[Stored data]
┌────────
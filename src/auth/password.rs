/// Password Hashing and Verification
///
/// Handles bcrypt hashing, verification, and password strength validation.

use bcrypt::{hash, verify, DEFAULT_COST};
use lazy_static::lazy_static;

use crate::error::{AppError, ValidationError};

const MIN_PASSWORD_LENGTH: usize = 8;
const MAX_PASSWORD_LENGTH: usize = 128;

lazy_static! {
    // Verified against when the email is unknown, so that path costs the
    // same as a wrong password.
    static ref DUMMY_HASH: String =
        hash("dummy-password-for-timing", DEFAULT_COST).unwrap_or_default();
}

/// Hash a password using bcrypt
///
/// # Errors
/// Returns error if:
/// - Password fails validation (too short, weak, etc.)
/// - Bcrypt hashing fails
pub fn hash_password(password: &str) -> Result<String, AppError> {
    validate_password_strength(password)?;

    hash(password, DEFAULT_COST)
        .map_err(|e| AppError::Internal(format!("Password hashing failed: {}", e)))
}

/// Verify a password against its stored hash
///
/// Never fails: empty input or a malformed hash is simply a mismatch.
pub fn verify_password(password: &str, stored_hash: &str) -> bool {
    if password.is_empty() || stored_hash.is_empty() {
        return false;
    }

    match verify(password, stored_hash) {
        Ok(matches) => matches,
        Err(e) => {
            tracing::warn!(error = %e, "Stored password hash could not be parsed");
            false
        }
    }
}

/// Burn one bcrypt verification for a login whose email did not match
pub(crate) fn verify_against_dummy(password: &str) {
    let _ = verify_password(password, &DUMMY_HASH);
}

/// Validate password strength requirements
///
/// Requirements:
/// - Minimum 8 characters
/// - Maximum 128 characters
/// - At least one digit, one lowercase and one uppercase letter
pub fn validate_password_strength(password: &str) -> Result<(), ValidationError> {
    if password.len() < MIN_PASSWORD_LENGTH {
        return Err(ValidationError::TooShort("password".to_string(), MIN_PASSWORD_LENGTH));
    }

    // bcrypt only reads 72 bytes; the cap also bounds hashing work
    if password.len() > MAX_PASSWORD_LENGTH {
        return Err(ValidationError::TooLong("password".to_string(), MAX_PASSWORD_LENGTH));
    }

    let has_digit = password.chars().any(|c| c.is_numeric());
    let has_lowercase = password.chars().any(|c| c.is_lowercase());
    let has_uppercase = password.chars().any(|c| c.is_uppercase());

    if !has_digit || !has_lowercase || !has_uppercase {
        return Err(ValidationError::InvalidFormat(
            "password must contain at least one digit, one lowercase letter, and one uppercase letter"
                .to_string(),
        ));
    }

    Ok(())
}
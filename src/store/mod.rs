/// Data access
///
/// The storage collaborator behind the service, expressed as traits so
/// handlers and the session flow never depend on a concrete database.

mod memory;
mod models;
mod postgres;

use async_trait::async_trait;
use thiserror::Error;

pub use memory::InMemoryStore;
pub use models::{Activity, Agent, NewProject, Project, UserProfile, UserRecord, UserUpdate};
pub use postgres::PgStore;

#[derive(Debug, Error)]
pub enum StoreError {
    /// Backend unreachable or saturated; callers may retry
    #[error("storage unavailable: {0}")]
    Unavailable(String),
    #[error("record not found: {0}")]
    NotFound(String),
    #[error("duplicate record: {0}")]
    Conflict(String),
    #[error("storage error: {0}")]
    Query(String),
}

impl From<sqlx::Error> for StoreError {
    fn from(err: sqlx::Error) -> Self {
        match err {
            sqlx::Error::RowNotFound => StoreError::NotFound("row".to_string()),
            sqlx::Error::PoolTimedOut
            | sqlx::Error::PoolClosed
            | sqlx::Error::Io(_)
            | sqlx::Error::Tls(_)
            | sqlx::Error::WorkerCrashed => StoreError::Unavailable(err.to_string()),
            sqlx::Error::Database(ref db) if db.code().as_deref() == Some("23505") => {
                StoreError::Conflict(db.message().to_string())
            }
            other => StoreError::Query(other.to_string()),
        }
    }
}

/// User lookups and the single-slot refresh token
#[async_trait]
pub trait UserStore: Send + Sync {
    async fn get_user_by_email(&self, email: &str) -> Result<Option<UserRecord>, StoreError>;

    async fn get_user_by_id(&self, user_id: &str) -> Result<Option<UserRecord>, StoreError>;

    async fn update_user(&self, user_id: &str, update: UserUpdate) -> Result<UserRecord, StoreError>;

    /// Overwrite the user's current refresh token (last write wins)
    async fn update_user_refresh_token(
        &self,
        user_id: &str,
        refresh_token: &str,
    ) -> Result<(), StoreError>;
}

/// Projects, their agents, costs, and the activity feed
#[async_trait]
pub trait ProjectStore: Send + Sync {
    async fn create_project(&self, project: NewProject) -> Result<Project, StoreError>;

    async fn get_project_by_id(&self, project_id: &str) -> Result<Option<Project>, StoreError>;

    async fn list_projects_by_user(&self, user_id: &str) -> Result<Vec<Project>, StoreError>;

    async fn list_agents_by_project(&self, project_id: &str) -> Result<Vec<Agent>, StoreError>;

    async fn get_agent_by_id(&self, agent_id: &str) -> Result<Option<Agent>, StoreError>;

    async fn get_total_cost_by_project(&self, project_id: &str) -> Result<f64, StoreError>;

    async fn get_recent_activities(
        &self,
        user_id: &str,
        limit: i64,
    ) -> Result<Vec<Activity>, StoreError>;
}

/// Everything the HTTP layer needs from storage
pub trait Store: UserStore + ProjectStore {}

impl<T: UserStore + ProjectStore> Store for T {}
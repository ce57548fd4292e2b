use async_trait::async_trait;
use chrono::Utc;
use sqlx::PgPool;
use uuid::Uuid;

use super::models::{Activity, Agent, NewProject, Project, UserRecord, UserUpdate};
use super::{ProjectStore, StoreError, UserStore};

const USER_COLUMNS: &str =
    "id, email, name, password_hash, refresh_token, created_at, updated_at";

/// Postgres-backed store; schema lives in `migrations/`
#[derive(Clone)]
pub struct PgStore {
    pool: PgPool,
}

impl PgStore {
    pub fn new(pool: PgPool) -> Self {
        Self { pool }
    }
}

#[async_trait]
impl UserStore for PgStore {
    async fn get_user_by_email(&self, email: &str) -> Result<Option<UserRecord>, StoreError> {
        let user = sqlx::query_as::<_, UserRecord>(&format!(
            "SELECT {} FROM users WHERE lower(email) = lower($1)",
            USER_COLUMNS
        ))
        .bind(email)
        .fetch_optional(&self.pool)
        .await?;

        Ok(user)
    }

    async fn get_user_by_id(&self, user_id: &str) -> Result<Option<UserRecord>, StoreError> {
        let user = sqlx::query_as::<_, UserRecord>(&format!(
            "SELECT {} FROM users WHERE id = $1",
            USER_COLUMNS
        ))
        .bind(user_id)
        .fetch_optional(&self.pool)
        .await?;

        Ok(user)
    }

    async fn update_user(&self, user_id: &str, update: UserUpdate) -> Result<UserRecord, StoreError> {
        sqlx::query_as::<_, UserRecord>(&format!(
            r#"
            UPDATE users
            SET name = COALESCE($2, name),
                password_hash = COALESCE($3, password_hash),
                updated_at = $4
            WHERE id = $1
            RETURNING {}
            "#,
            USER_COLUMNS
        ))
        .bind(user_id)
        .bind(update.name)
        .bind(update.password_hash)
        .bind(Utc::now())
        .fetch_optional(&self.pool)
        .await?
        .ok_or_else(|| StoreError::NotFound(format!("user {}", user_id)))
    }

    async fn update_user_refresh_token(
        &self,
        user_id: &str,
        refresh_token: &str,
    ) -> Result<(), StoreError> {
        let result = sqlx::query(
            r#"
            UPDATE users
            SET refresh_token = $2, updated_at = $3
            WHERE id = $1
            "#,
        )
        .bind(user_id)
        .bind(refresh_token)
        .bind(Utc::now())
        .execute(&self.pool)
        .await?;

        if result.rows_affected() == 0 {
            return Err(StoreError::NotFound(format!("user {}", user_id)));
        }

        Ok(())
    }
}

#[async_trait]
impl ProjectStore for PgStore {
    async fn create_project(&self, project: NewProject) -> Result<Project, StoreError> {
        let created = sqlx::query_as::<_, Project>(
            r#"
            INSERT INTO projects (id, user_id, name, description, status, created_at)
            VALUES ($1, $2, $3, $4, 'active', $5)
            RETURNING id, user_id, name, description, status, created_at
            "#,
        )
        .bind(Uuid::new_v4().to_string())
        .bind(&project.user_id)
        .bind(&project.name)
        .bind(&project.description)
        .bind(Utc::now())
        .fetch_one(&self.pool)
        .await?;

        Ok(created)
    }

    async fn get_project_by_id(&self, project_id: &str) -> Result<Option<Project>, StoreError> {
        let project = sqlx::query_as::<_, Project>(
            "SELECT id, user_id, name, description, status, created_at FROM projects WHERE id = $1",
        )
        .bind(project_id)
        .fetch_optional(&self.pool)
        .await?;

        Ok(project)
    }

    async fn list_projects_by_user(&self, user_id: &str) -> Result<Vec<Project>, StoreError> {
        let projects = sqlx::query_as::<_, Project>(
            r#"
            SELECT id, user_id, name, description, status, created_at
            FROM projects
            WHERE user_id = $1
            ORDER BY created_at DESC
            "#,
        )
        .bind(user_id)
        .fetch_all(&self.pool)
        .await?;

        Ok(projects)
    }

    async fn list_agents_by_project(&self, project_id: &str) -> Result<Vec<Agent>, StoreError> {
        let agents = sqlx::query_as::<_, Agent>(
            r#"
            SELECT id, project_id, name, status, started_at, completed_at
            FROM agents
            WHERE project_id = $1
            ORDER BY started_at DESC
            "#,
        )
        .bind(project_id)
        .fetch_all(&self.pool)
        .await?;

        Ok(agents)
    }

    async fn get_agent_by_id(&self, agent_id: &str) -> Result<Option<Agent>, StoreError> {
        let agent = sqlx::query_as::<_, Agent>(
            "SELECT id, project_id, name, status, started_at, completed_at FROM agents WHERE id = $1",
        )
        .bind(agent_id)
        .fetch_optional(&self.pool)
        .await?;

        Ok(agent)
    }

    async fn get_total_cost_by_project(&self, project_id: &str) -> Result<f64, StoreError> {
        let total = sqlx::query_scalar::<_, f64>(
            "SELECT COALESCE(SUM(amount), 0)::DOUBLE PRECISION FROM costs WHERE project_id = $1",
        )
        .bind(project_id)
        .fetch_one(&self.pool)
        .await?;

        Ok(total)
    }

    async fn get_recent_activities(
        &self,
        user_id: &str,
        limit: i64,
    ) -> Result<Vec<Activity>, StoreError> {
        let activities = sqlx::query_as::<_, Activity>(
            r#"
            SELECT id, user_id, project_id, kind, message, created_at
            FROM activities
            WHERE user_id = $1
            ORDER BY created_at DESC
            LIMIT $2
            "#,
        )
        .bind(user_id)
        .bind(limit)
        .fetch_all(&self.pool)
        .await?;

        Ok(activities)
    }
}
/// Login and refresh-token rotation
///
/// Each user has one refresh token slot. Starting a session overwrites
/// it, so a refresh token stays usable only while it is the latest one
/// issued. A session is not handed out until that write has succeeded.

use serde::{Deserialize, Serialize};

use crate::auth::claims::{Identity, TokenKind};
use crate::auth::jwt::{issue_access_token, issue_refresh_token, verify_token, JwtKeys};
use crate::auth::password::{verify_against_dummy, verify_password};
use crate::error::{AppError, AuthError, ValidationError};
use crate::store::{UserProfile, UserRecord, UserStore};
use crate::validators::normalize_email;

/// Tokens and profile returned by login and refresh
#[derive(Debug, Serialize, Deserialize)]
pub struct SessionTokens {
    pub access_token: String,
    pub refresh_token: String,
    pub token_type: String,
    /// Access token lifetime in seconds
    pub expires_in: i64,
    pub user: UserProfile,
}

/// Check an email/password pair and open a session
///
/// Unknown email and wrong password fail identically with
/// `InvalidCredentials`, and neither touches the refresh token slot.
pub async fn login<S>(
    store: &S,
    keys: &JwtKeys,
    email: &str,
    password: &str,
) -> Result<SessionTokens, AppError>
where
    S: UserStore + ?Sized,
{
    let email = normalize_email(email)?;
    if password.is_empty() {
        return Err(ValidationError::EmptyField("password".to_string()).into());
    }

    let user = match store.get_user_by_email(&email).await? {
        Some(user) => user,
        None => {
            verify_against_dummy(password);
            return Err(AuthError::InvalidCredentials.into());
        }
    };

    if !verify_password(password, &user.password_hash) {
        return Err(AuthError::InvalidCredentials.into());
    }

    let tokens = start_session(store, keys, &user).await?;
    tracing::info!(user_id = %user.id, "User logged in");
    Ok(tokens)
}

/// Exchange the current refresh token for a new token pair
///
/// The presented token must verify as a refresh token and still be the
/// one stored for its user; a superseded token is rejected even while
/// its signature is valid.
pub async fn refresh_session<S>(
    store: &S,
    keys: &JwtKeys,
    presented: &str,
) -> Result<SessionTokens, AppError>
where
    S: UserStore + ?Sized,
{
    let identity = verify_token(presented, TokenKind::Refresh, keys)?;

    let user = store
        .get_user_by_id(&identity.user_id)
        .await?
        .ok_or(AuthError::StaleRefreshToken)?;

    if user.refresh_token.as_deref() != Some(presented) {
        tracing::warn!(user_id = %user.id, "Superseded refresh token presented");
        return Err(AuthError::StaleRefreshToken.into());
    }

    let tokens = start_session(store, keys, &user).await?;
    tracing::info!(user_id = %user.id, "Session refreshed");
    Ok(tokens)
}

/// Issue an access/refresh pair for `user` and persist the refresh token
pub async fn start_session<S>(
    store: &S,
    keys: &JwtKeys,
    user: &UserRecord,
) -> Result<SessionTokens, AppError>
where
    S: UserStore + ?Sized,
{
    let identity = Identity::new(user.id.clone(), user.email.clone());
    let access_token = issue_access_token(&identity, keys)?;
    let refresh_token = rotate_refresh_token(store, keys, &identity).await?;

    Ok(SessionTokens {
        access_token,
        refresh_token,
        token_type: "Bearer".to_string(),
        expires_in: keys.access_token_expiry(),
        user: UserProfile::from(user),
    })
}

/// Mint a refresh token and make it the user's current one
pub async fn rotate_refresh_token<S>(
    store: &S,
    keys: &JwtKeys,
    identity: &Identity,
) -> Result<String, AppError>
where
    S: UserStore + ?Sized,
{
    let refresh_token = issue_refresh_token(identity, keys)?;
    store
        .update_user_refresh_token(&identity.user_id, &refresh_token)
        .await?;
    Ok(refresh_token)
}
/// JWT Claims structure
///
/// Represents the payload of an issued token: the identity it is bound
/// to plus the standard RFC 7519 claims and a `kind` discriminator.

use serde::{Deserialize, Serialize};
use uuid::Uuid;

/// The authenticated principal handed to route handlers
#[derive(Debug, Clone, PartialEq, Eq, Serialize, Deserialize)]
pub struct Identity {
    pub user_id: String,
    pub email: String,
}

impl Identity {
    pub fn new(user_id: impl Into<String>, email: impl Into<String>) -> Self {
        Self {
            user_id: user_id.into(),
            email: email.into(),
        }
    }
}

/// Which secret and lifetime a token was minted with
#[derive(Debug, Clone, Copy, PartialEq, Eq, Serialize, Deserialize)]
#[serde(rename_all = "lowercase")]
pub enum TokenKind {
    Access,
    Refresh,
}

impl TokenKind {
    pub fn as_str(&self) -> &'static str {
        match self {
            TokenKind::Access => "access",
            TokenKind::Refresh => "refresh",
        }
    }

    pub fn parse(raw: &str) -> Option<Self> {
        match raw {
            "access" => Some(TokenKind::Access),
            "refresh" => Some(TokenKind::Refresh),
            _ => None,
        }
    }
}

/// Claims written into every token we sign
#[derive(Debug, Serialize, Deserialize, Clone)]
pub struct Claims {
    /// Subject (user ID)
    pub sub: String,
    /// User email
    pub email: String,
    /// Expiration time (Unix timestamp)
    pub exp: i64,
    /// Issued at (Unix timestamp)
    pub iat: i64,
    /// Issuer
    pub iss: String,
    /// Unique token ID
    pub jti: String,
    /// Access or refresh
    pub kind: TokenKind,
}

impl Claims {
    /// Create claims for `identity`, valid for `lifetime_seconds` from `issued_at`
    pub fn new(
        identity: &Identity,
        kind: TokenKind,
        issued_at: i64,
        lifetime_seconds: i64,
        issuer: &str,
    ) -> Self {
        Self {
            sub: identity.user_id.clone(),
            email: identity.email.clone(),
            exp: issued_at + lifetime_seconds,
            iat: issued_at,
            iss: issuer.to_string(),
            jti: Uuid::new_v4().to_string(),
            kind,
        }
    }
}

/// Claims as read back from an untrusted token.
///
/// Every field is optional so a token missing a claim surfaces as a
/// missing-claims rejection rather than a parse failure.
#[derive(Debug, Deserialize)]
pub(crate) struct UntrustedClaims {
    pub sub: Option<String>,
    pub email: Option<String>,
    pub exp: Option<i64>,
    #[allow(dead_code)]
    pub iat: Option<i64>,
    pub kind: Option<String>,
}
└────────
__What is expected__
Copy every line from the records above that contains the string "slot".

__Task answer__
/// User lookups and the single-slot refresh token
/// Each user has one refresh token slot. Starting a session overwrites
/// `InvalidCredentials`, and neither touches the refresh token slot.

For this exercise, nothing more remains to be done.